Now, we'll soon be starting to pool money together as part of our long term investment plan into a non registered account. (We maxed out our RRSP and TFSA.) We could always have separate accounts but then we would have to buy everything twice, rebalance twice, etc. We could also separate the securities between the two accounts but that has bigger issues. So pooling the money looks like the best option. But...

If we always put an equal amount of money in the account, we can split everything 50/50 when taxes are due. If it's 60/40 then it remains 60/40 and so on. That's the part I understand.

Let's say we want to keep it 50/50. We can't do it like the expense, bills, etc. right? We have to wire money from our personal accounts to the joint account to show who's money it is.... But if my spouse wires me money because she owes me and I turn around and invest it into the account, will the CRA hit me on the head or am I just splitting hairs with all this? 

I hate taxes.


----------



## slacker (Mar 8, 2010)

I'm no expert. But I hear the general strategy for income splitting is for the high income earner to pay the bills, and the low income earner to invest. Not 100% sure why though...


----------



## OhGreatGuru (May 24, 2009)

This has been discussed before in the context of joint accounts. Theoretically CRA's attribution rules require that income on joint accounts be allocated (for tax purposes) in proportion to each spouse's contributions. But from a practical point of view, CRA does not meddle in how spouses arrange their family budgets. (They can't require that spouses share household expenses equally for example.) So as long each spouse has enough income that they could have contributed 50% if they weren't also paying household expenses, CRA cannot really question it. 

However, in a family where spouses still keep separate income accounts, it may make sense for them to create a joint investment account to which they contribute equally just to provide a clear paper trail. But you don't have to do this.


----------



## Square Root (Jan 30, 2010)

We have been very careful to keep our accounts separate. My wife only contributes to her investment account and me to mine. The accounts are joint but we attribute all of her account income to her and mine to me. I have records going back to the establishment of these accounts to prove this. So far CCRA has never questioned us but I'm ready. It has become a moot point now with pension income splitting. I think it works better if you have separate accounts.


----------



## Pigzfly (Dec 2, 2010)

@ Slacker

Capital gains and dividends are taxed as a function of your income tax rate, so the lower earner pays a lower rate of taxes on investments.

ie - My income is so low at the moment that I would effectively pay a negative tax rate on canadian dividends. This is not the case for my partner.


----------



## windar2001 (Dec 21, 2010)

@ Square Root

Not sure I understand. Your accounts are joint but you keep them separated?

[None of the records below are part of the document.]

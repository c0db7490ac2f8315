use std::collections::hash_map::DefaultHasher;
use std::fmt;
use std::hash::{Hash, Hasher};
use std::sync::atomic::{AtomicU32, Ordering};
use std::sync::Arc;

use schemars::JsonSchema;
use serde::{Deserialize, Serialize};

/// Identifies a class or interface symbol registered in a [`crate::TypeSystem`].
#[derive(Clone, Copy, Debug, PartialEq, Eq, Hash, PartialOrd, Ord)]
pub struct ClassId(u32);

impl ClassId {
    pub(crate) fn from_index(index: usize) -> Self {
        Self(u32::try_from(index).expect("too many classes in one type system"))
    }

    pub fn index(self) -> usize {
        self.0 as usize
    }
}

/// A method symbol: the declaring class plus the method's position in that class.
#[derive(Clone, Copy, Debug, PartialEq, Eq, Hash, PartialOrd, Ord)]
pub struct MethodId {
    pub class: ClassId,
    pub index: u32,
}

impl MethodId {
    pub fn new(class: ClassId, index: usize) -> Self {
        Self {
            class,
            index: u32::try_from(index).expect("too many methods in one class"),
        }
    }
}

/// The generic construct that declares a type parameter.
#[derive(Clone, Copy, Debug, PartialEq, Eq, Hash, PartialOrd, Ord)]
pub enum GenericOwner {
    Class(ClassId),
    Method(MethodId),
}

/// Symbol of a declared type parameter: its owner and its position in the owner's formal list.
#[derive(Clone, Copy, Debug, PartialEq, Eq, Hash, PartialOrd, Ord)]
pub struct TypeParamSymbol {
    pub owner: GenericOwner,
    pub index: u32,
}

impl TypeParamSymbol {
    pub fn of_class(class: ClassId, index: u32) -> Self {
        Self {
            owner: GenericOwner::Class(class),
            index,
        }
    }

    pub fn of_method(method: MethodId, index: u32) -> Self {
        Self {
            owner: GenericOwner::Method(method),
            index,
        }
    }
}

static NEXT_SCOPE: AtomicU32 = AtomicU32::new(1);

/// Allocation scopes keep type variable ids of different registries/contexts apart.
pub(crate) fn fresh_scope() -> u32 {
    NEXT_SCOPE.fetch_add(1, Ordering::Relaxed)
}

/// Arena slot of a type variable definition.
///
/// The scope names the registry or typing context that owns the slot; lookups through any
/// other environment miss.
#[derive(Clone, Copy, Debug, PartialEq, Eq, Hash, PartialOrd, Ord)]
pub struct TypeVarId {
    scope: u32,
    index: u32,
}

impl TypeVarId {
    pub(crate) fn new(scope: u32, index: usize) -> Self {
        Self {
            scope,
            index: u32::try_from(index).expect("too many type variables in one scope"),
        }
    }

    pub(crate) fn scope(self) -> u32 {
        self.scope
    }

    pub(crate) fn index(self) -> usize {
        self.index as usize
    }
}

#[derive(Clone, Copy, Debug, PartialEq, Eq, Hash, PartialOrd, Ord, Serialize, Deserialize, JsonSchema)]
#[serde(rename_all = "lowercase")]
pub enum PrimitiveKind {
    Boolean,
    Byte,
    Short,
    Char,
    Int,
    Long,
    Float,
    Double,
    Void,
}

impl PrimitiveKind {
    pub const ALL: [PrimitiveKind; 9] = [
        PrimitiveKind::Boolean,
        PrimitiveKind::Byte,
        PrimitiveKind::Short,
        PrimitiveKind::Char,
        PrimitiveKind::Int,
        PrimitiveKind::Long,
        PrimitiveKind::Float,
        PrimitiveKind::Double,
        PrimitiveKind::Void,
    ];

    pub(crate) fn ordinal(self) -> usize {
        self as usize
    }

    pub fn name(self) -> &'static str {
        match self {
            PrimitiveKind::Boolean => "boolean",
            PrimitiveKind::Byte => "byte",
            PrimitiveKind::Short => "short",
            PrimitiveKind::Char => "char",
            PrimitiveKind::Int => "int",
            PrimitiveKind::Long => "long",
            PrimitiveKind::Float => "float",
            PrimitiveKind::Double => "double",
            PrimitiveKind::Void => "void",
        }
    }

    pub fn is_numeric(self) -> bool {
        !matches!(self, PrimitiveKind::Boolean | PrimitiveKind::Void)
    }

    /// Primitive subtyping (JLS 4.10.1), reflexive.
    pub fn widens_to(self, target: PrimitiveKind) -> bool {
        use PrimitiveKind::*;

        if self == target {
            return true;
        }
        match self {
            Byte => matches!(target, Short | Int | Long | Float | Double),
            Short | Char => matches!(target, Int | Long | Float | Double),
            Int => matches!(target, Long | Float | Double),
            Long => matches!(target, Float | Double),
            Float => target == Double,
            Boolean | Double | Void => false,
        }
    }
}

impl fmt::Display for PrimitiveKind {
    fn fmt(&self, f: &mut fmt::Formatter<'_>) -> fmt::Result {
        f.write_str(self.name())
    }
}

/// Handle to a type variable.
///
/// The handle only carries what equality needs. Bounds, name and capture origin live in the
/// owning environment's arena (see [`crate::TypeEnv::type_var`]), which is what lets a bound
/// mention the variable itself without building a cyclic value.
#[derive(Clone, Copy, Debug)]
pub struct TypeVar {
    id: TypeVarId,
    symbol: Option<TypeParamSymbol>,
}

/// Equality key of a type variable: the declaring symbol for declared variables, the arena
/// slot for captured ones.
#[derive(Clone, Copy, Debug, PartialEq, Eq, Hash)]
enum VarIdentity {
    Symbol(TypeParamSymbol),
    Instance(TypeVarId),
}

impl TypeVar {
    pub(crate) fn declared(id: TypeVarId, symbol: TypeParamSymbol) -> Self {
        Self {
            id,
            symbol: Some(symbol),
        }
    }

    pub(crate) fn captured(id: TypeVarId) -> Self {
        Self { id, symbol: None }
    }

    pub fn id(self) -> TypeVarId {
        self.id
    }

    /// The declaring type parameter, or `None` for capture variables.
    pub fn symbol(self) -> Option<TypeParamSymbol> {
        self.symbol
    }

    pub fn is_captured(self) -> bool {
        self.symbol.is_none()
    }

    fn identity(self) -> VarIdentity {
        match self.symbol {
            Some(symbol) => VarIdentity::Symbol(symbol),
            None => VarIdentity::Instance(self.id),
        }
    }
}

impl PartialEq for TypeVar {
    fn eq(&self, other: &Self) -> bool {
        self.identity() == other.identity()
    }
}

impl Eq for TypeVar {}

impl Hash for TypeVar {
    fn hash<H: Hasher>(&self, state: &mut H) {
        self.identity().hash(state);
    }
}

#[derive(Clone, Debug, PartialEq, Eq, Hash)]
pub enum WildcardBound {
    Unbounded,
    Extends(TypeMirror),
    Super(TypeMirror),
}

#[derive(Clone, Debug, PartialEq, Eq, Hash)]
pub struct ClassType {
    pub symbol: ClassId,
    /// Empty for raw or non-generic uses.
    pub args: Vec<TypeMirror>,
    /// Parameterization of the enclosing class for inner classes.
    pub enclosing: Option<TypeMirror>,
}

#[derive(Clone, Debug)]
pub enum TypeKind {
    Primitive(PrimitiveKind),
    Class(ClassType),
    Array(TypeMirror),
    Wildcard(WildcardBound),
    /// Never empty, never nested.
    Intersection(Vec<TypeMirror>),
    TypeVar(TypeVar),
    /// The type of `null`; the bottom of the reference types.
    Null,
    /// Stand-in for information the analysis could not recover.
    Unknown,
}

impl PartialEq for TypeKind {
    fn eq(&self, other: &Self) -> bool {
        match (self, other) {
            (TypeKind::Primitive(a), TypeKind::Primitive(b)) => a == b,
            (TypeKind::Class(a), TypeKind::Class(b)) => a == b,
            (TypeKind::Array(a), TypeKind::Array(b)) => a == b,
            (TypeKind::Wildcard(a), TypeKind::Wildcard(b)) => a == b,
            (TypeKind::Intersection(a), TypeKind::Intersection(b)) => {
                a.len() == b.len() && a.iter().all(|member| b.contains(member))
            }
            (TypeKind::TypeVar(a), TypeKind::TypeVar(b)) => a == b,
            (TypeKind::Null, TypeKind::Null) | (TypeKind::Unknown, TypeKind::Unknown) => true,
            _ => false,
        }
    }
}

impl Eq for TypeKind {}

impl Hash for TypeKind {
    fn hash<H: Hasher>(&self, state: &mut H) {
        std::mem::discriminant(self).hash(state);
        match self {
            TypeKind::Primitive(kind) => kind.hash(state),
            TypeKind::Class(class) => class.hash(state),
            TypeKind::Array(component) => component.hash(state),
            TypeKind::Wildcard(bound) => bound.hash(state),
            TypeKind::Intersection(members) => {
                // Member order is not significant for equality.
                let combined = members.iter().fold(0u64, |acc, member| {
                    let mut hasher = DefaultHasher::new();
                    member.hash(&mut hasher);
                    acc.wrapping_add(hasher.finish())
                });
                members.len().hash(state);
                combined.hash(state);
            }
            TypeKind::TypeVar(var) => var.hash(state),
            TypeKind::Null | TypeKind::Unknown => {}
        }
    }
}

/// An immutable semantic type.
///
/// Cloning is cheap and preserves instance identity, observable through
/// [`TypeMirror::same_instance`]. Operations that leave a type unchanged hand back the very
/// same instance.
#[derive(Clone)]
pub struct TypeMirror(Arc<TypeKind>);

impl TypeMirror {
    pub(crate) fn new(kind: TypeKind) -> Self {
        Self(Arc::new(kind))
    }

    pub(crate) fn class(symbol: ClassId, args: Vec<TypeMirror>, enclosing: Option<TypeMirror>) -> Self {
        Self::new(TypeKind::Class(ClassType {
            symbol,
            args,
            enclosing,
        }))
    }

    pub(crate) fn array(component: TypeMirror) -> Self {
        Self::new(TypeKind::Array(component))
    }

    pub(crate) fn wildcard(bound: WildcardBound) -> Self {
        Self::new(TypeKind::Wildcard(bound))
    }

    /// Builds an intersection from non-empty `members`, flattening nested intersections and
    /// dropping duplicates. A single remaining member is returned as is.
    pub(crate) fn intersection_of(members: Vec<TypeMirror>) -> Self {
        let mut flat: Vec<TypeMirror> = Vec::with_capacity(members.len());
        for member in members {
            match member.kind() {
                TypeKind::Intersection(inner) => {
                    for part in inner {
                        if !flat.contains(part) {
                            flat.push(part.clone());
                        }
                    }
                }
                _ => {
                    if !flat.contains(&member) {
                        flat.push(member);
                    }
                }
            }
        }
        if flat.len() == 1 {
            if let Some(only) = flat.pop() {
                return only;
            }
        }
        Self::new(TypeKind::Intersection(flat))
    }

    pub fn kind(&self) -> &TypeKind {
        &self.0
    }

    /// Reference identity, as opposed to `==`.
    pub fn same_instance(&self, other: &TypeMirror) -> bool {
        Arc::ptr_eq(&self.0, &other.0)
    }

    pub fn is_primitive(&self) -> bool {
        matches!(self.kind(), TypeKind::Primitive(_))
    }

    pub fn is_null(&self) -> bool {
        matches!(self.kind(), TypeKind::Null)
    }

    pub fn is_unknown(&self) -> bool {
        matches!(self.kind(), TypeKind::Unknown)
    }

    pub fn is_wildcard(&self) -> bool {
        matches!(self.kind(), TypeKind::Wildcard(_))
    }

    pub fn as_primitive(&self) -> Option<PrimitiveKind> {
        match self.kind() {
            TypeKind::Primitive(kind) => Some(*kind),
            _ => None,
        }
    }

    pub fn as_class(&self) -> Option<&ClassType> {
        match self.kind() {
            TypeKind::Class(class) => Some(class),
            _ => None,
        }
    }

    pub fn as_array_component(&self) -> Option<&TypeMirror> {
        match self.kind() {
            TypeKind::Array(component) => Some(component),
            _ => None,
        }
    }

    pub fn as_wildcard(&self) -> Option<&WildcardBound> {
        match self.kind() {
            TypeKind::Wildcard(bound) => Some(bound),
            _ => None,
        }
    }

    pub fn as_type_var(&self) -> Option<TypeVar> {
        match self.kind() {
            TypeKind::TypeVar(var) => Some(*var),
            _ => None,
        }
    }

    pub fn intersection_members(&self) -> Option<&[TypeMirror]> {
        match self.kind() {
            TypeKind::Intersection(members) => Some(members),
            _ => None,
        }
    }

    /// `true` for class types with at least one wildcard type argument.
    pub fn has_wildcard_args(&self) -> bool {
        self.as_class()
            .is_some_and(|class| class.args.iter().any(TypeMirror::is_wildcard))
    }
}

impl PartialEq for TypeMirror {
    fn eq(&self, other: &Self) -> bool {
        self.same_instance(other) || *self.0 == *other.0
    }
}

impl Eq for TypeMirror {}

impl Hash for TypeMirror {
    fn hash<H: Hasher>(&self, state: &mut H) {
        self.0.hash(state);
    }
}

impl fmt::Debug for TypeMirror {
    fn fmt(&self, f: &mut fmt::Formatter<'_>) -> fmt::Result {
        fmt::Debug::fmt(&*self.0, f)
    }
}

impl From<TypeVar> for TypeMirror {
    fn from(var: TypeVar) -> Self {
        TypeMirror::new(TypeKind::TypeVar(var))
    }
}
/// The type-system registry of one analysis run.
///
/// Owns class symbols, declared type parameters and the canonical type instances. The
/// registry is populated through `&mut self` and only read afterwards; once built it can be
/// shared (`&TypeSystem` or `Arc<TypeSystem>`) between worker threads, each of which layers its
/// own [`crate::TyContext`] on top for per-pass allocations.
///
/// A clone allocates under a new scope. It still resolves the type parameters it inherited,
/// but parameters declared afterwards in the original or in a sibling clone stay foreign.
#[derive(Debug)]
pub struct TypeSystem {
    scope: u32,
    /// Ancestor scopes and the arena prefix each of them owned at the time of cloning.
    inherited: Vec<(u32, usize)>,
    options: TypeSystemOptions,
    classes: Vec<ClassSlot>,
    class_names: HashMap<String, ClassId>,
    type_vars: Vec<TypeVarDef>,
    well_known: WellKnownTypes,
    common: CommonTypes,
}

impl Clone for TypeSystem {
    fn clone(&self) -> Self {
        let mut inherited = self.inherited.clone();
        inherited.push((self.scope, self.type_vars.len()));
        Self {
            scope: fresh_scope(),
            inherited,
            options: self.options.clone(),
            classes: self.classes.clone(),
            class_names: self.class_names.clone(),
            type_vars: self.type_vars.clone(),
            well_known: self.well_known.clone(),
            common: self.common.clone(),
        }
    }
}

impl Default for TypeSystem {
    fn default() -> Self {
        Self::new()
    }
}
use std::collections::{HashSet, VecDeque};

use crate::subtyping::{class_substitution, BoundGuard};
use crate::{
    erasure, ClassDef, ClassKind, MethodDef, MethodId, Substitution, TypeEnv, TypeKind, TypeMirror,
    TypeVar, WildcardBound,
};

/// A method declaration together with its declaring class; what stream filters look at.
#[derive(Clone, Copy, Debug)]
pub struct MethodSymbol<'a> {
    pub id: MethodId,
    pub owner: &'a ClassDef,
    pub def: &'a MethodDef,
}

impl MethodSymbol<'_> {
    pub fn name(&self) -> &str {
        &self.def.name
    }
}

/// A member method as seen through a particular parameterization of its declaring type.
#[derive(Clone, Debug, PartialEq, Eq)]
pub struct MethodSig {
    pub symbol: MethodId,
    /// The supertype the method was found on, parameterized as seen from the queried type.
    pub declaring_type: TypeMirror,
    pub name: String,
    pub type_params: Vec<TypeVar>,
    pub params: Vec<TypeMirror>,
    pub return_type: TypeMirror,
    pub is_static: bool,
    pub is_varargs: bool,
    pub is_abstract: bool,
}

impl MethodSig {
    /// The signature with `subst` applied to the declaring type, parameters and return type.
    pub fn subst(&self, subst: &Substitution) -> MethodSig {
        MethodSig {
            declaring_type: self.declaring_type.subst(subst),
            params: self.params.iter().map(|param| param.subst(subst)).collect(),
            return_type: self.return_type.subst(subst),
            ..self.clone()
        }
    }

    fn erased_params(&self, env: &dyn TypeEnv) -> Vec<TypeMirror> {
        self.params.iter().map(|param| erasure(env, param)).collect()
    }
}

struct Pending<'a> {
    class: crate::ClassId,
    def: &'a ClassDef,
    view: TypeMirror,
    /// `None` for raw views, whose member signatures are erased.
    subst: Option<Substitution>,
    next: usize,
}

impl Clone for Pending<'_> {
    fn clone(&self) -> Self {
        Self {
            class: self.class,
            def: self.def,
            view: self.view.clone(),
            subst: self.subst.clone(),
            next: self.next,
        }
    }
}

/// Lazy breadth-first walk over the methods visible on a type.
///
/// Yields the methods of the type itself first, then of its supertypes, each substituted
/// through the inheritance chain. A method whose erased signature matches one already yielded
/// is treated as overridden and skipped. Each supertype view is visited once, so the walk is
/// finite; call [`stream_methods`] again to restart it.
pub struct MethodStream<'a, F> {
    env: &'a dyn TypeEnv,
    filter: F,
    queue: VecDeque<TypeMirror>,
    seen: HashSet<TypeMirror>,
    current: Option<Pending<'a>>,
    yielded: HashSet<(String, Vec<TypeMirror>)>,
}

impl<F: Clone> Clone for MethodStream<'_, F> {
    fn clone(&self) -> Self {
        Self {
            env: self.env,
            filter: self.filter.clone(),
            queue: self.queue.clone(),
            seen: self.seen.clone(),
            current: self.current.clone(),
            yielded: self.yielded.clone(),
        }
    }
}

/// Stream the member methods of `ty` accepted by `filter`.
///
/// Type variables and wildcards defer to their upper bound, intersections to their members and
/// arrays to `Object`.
pub fn stream_methods<'a, F>(env: &'a dyn TypeEnv, ty: &TypeMirror, filter: F) -> MethodStream<'a, F>
where
    F: FnMut(&MethodSymbol<'a>) -> bool,
{
    let mut queue = VecDeque::new();
    seed(env, ty, &mut queue, &mut BoundGuard::new(env));
    MethodStream {
        env,
        filter,
        queue,
        seen: HashSet::new(),
        current: None,
        yielded: HashSet::new(),
    }
}

fn seed(env: &dyn TypeEnv, ty: &TypeMirror, out: &mut VecDeque<TypeMirror>, guard: &mut BoundGuard) {
    match ty.kind() {
        TypeKind::Class(_) => out.push_back(ty.clone()),
        TypeKind::TypeVar(var) => {
            if guard.enter(var.id()) {
                seed(env, &env.upper_bound(*var), out, guard);
                guard.leave(var.id());
            }
        }
        TypeKind::Intersection(members) => {
            for member in members {
                seed(env, member, out, guard);
            }
        }
        TypeKind::Wildcard(WildcardBound::Extends(upper)) => seed(env, upper, out, guard),
        TypeKind::Wildcard(_) | TypeKind::Array(_) => out.push_back(env.common().object.clone()),
        TypeKind::Primitive(_) | TypeKind::Null | TypeKind::Unknown => {}
    }
}

impl<F> MethodStream<'_, F> {
    /// Pop the next class view off the queue and schedule its supertypes.
    fn advance(&mut self) -> bool {
        let env = self.env;
        while let Some(view) = self.queue.pop_front() {
            let Some(class) = view.as_class() else {
                continue;
            };
            if !self.seen.insert(view.clone()) {
                continue;
            }
            let Some(def) = env.class(class.symbol) else {
                continue;
            };

            let subst = class_substitution(env, class);
            match &subst {
                Some(subst) => {
                    self.queue
                        .extend(def.super_class.iter().map(|sc| sc.subst(subst)));
                    self.queue
                        .extend(def.interfaces.iter().map(|iface| iface.subst(subst)));
                }
                None => {
                    let raw = |sup: &TypeMirror| sup.as_class().map(|c| env.raw_type(c.symbol));
                    self.queue.extend(def.super_class.iter().filter_map(raw));
                    self.queue.extend(def.interfaces.iter().filter_map(raw));
                }
            }
            if def.kind == ClassKind::Interface {
                self.queue.push_back(env.common().object.clone());
            }

            self.current = Some(Pending {
                class: class.symbol,
                def,
                view: view.clone(),
                subst,
                next: 0,
            });
            return true;
        }
        false
    }
}

impl<'a, F> Iterator for MethodStream<'a, F>
where
    F: FnMut(&MethodSymbol<'a>) -> bool,
{
    type Item = MethodSig;

    fn next(&mut self) -> Option<MethodSig> {
        loop {
            if let Some(pending) = &mut self.current {
                let def: &'a ClassDef = pending.def;
                while let Some(method) = def.methods.get(pending.next) {
                    let id = MethodId::new(pending.class, pending.next);
                    pending.next += 1;

                    let symbol = MethodSymbol {
                        id,
                        owner: def,
                        def: method,
                    };
                    if !(self.filter)(&symbol) {
                        continue;
                    }

                    let sig = signature(self.env, id, pending, method);
                    let key = (sig.name.clone(), sig.erased_params(self.env));
                    if !self.yielded.insert(key) {
                        continue;
                    }
                    return Some(sig);
                }
                self.current = None;
            }
            if !self.advance() {
                return None;
            }
        }
    }
}

fn signature(env: &dyn TypeEnv, id: MethodId, pending: &Pending<'_>, method: &MethodDef) -> MethodSig {
    let view_type = |ty: &TypeMirror| match &pending.subst {
        Some(subst) => ty.subst(subst),
        None => erasure(env, ty),
    };
    MethodSig {
        symbol: id,
        declaring_type: pending.view.clone(),
        name: method.name.clone(),
        type_params: match pending.subst {
            Some(_) => method.type_params.clone(),
            None => Vec::new(),
        },
        params: method.params.iter().map(view_type).collect(),
        return_type: view_type(&method.return_type),
        is_static: method.is_static,
        is_varargs: method.is_varargs,
        is_abstract: method.is_abstract,
    }
}

impl TypeMirror {
    pub fn stream_methods<'a, F>(&self, env: &'a dyn TypeEnv, filter: F) -> MethodStream<'a, F>
    where
        F: FnMut(&MethodSymbol<'a>) -> bool,
    {
        stream_methods(env, self, filter)
    }
}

Let's say we want to keep 3 securities outside of our RRSPs. We have 50000$ to invest and buy:

SecA 20000$
SecB 20000$
SecC 20000$

Splitting everything up into 2 accounts would double the commissions (ETFs) and the work associated with tracking the ACB, margin interest, rebalancing, etc. You will never get the same exact prices for the securities if you try to copy the first account transactions. You can always try limit orders but it's not 100% sure. And if you try to split the 3 securities into 2 accounts it's even worse for risk management (even without the small margin).

If it's a single joint account then you just split 50/50 (or whatever) when taxes come and manage the money in a simpler way. We thought about not splitting 50/50 but we roughly make the same income so it's not worth the hassle.

That said, I haven't done it yet. That's why I'm asking for feedback


----------



## marc172 (Oct 23, 2010)

From what I understand, whichever name is listed first on your unregistered account would bear the taxes generated by that account.


----------



## Square Root (Jan 30, 2010)

Windar. Sorry for the delay in responding. I lost track of this thread. We each have joint cash accounts-chequing and savings. She has always had her own money so her money is in her account and mine in mine. Also have joint investment accounts but each of us has funded our own accounts. As for investing, she has her own portfolio and I have mine. I manage them both. They are not the same securities and my portfolio is more than 10 times hers. I pay all household expenses but she pays for her own personal expenses(sometimes). Not sure why people have issues with this topic unless your spouse doesn't have her own source of funds and you are trying to get some in her account to split income. Interspouse loans probably the solution in that case.


----------



## Square Root (Jan 30, 2010)

marc172 said:


> From what I understand, whichever name is listed first on your unregistered account would bear the taxes generated by that account.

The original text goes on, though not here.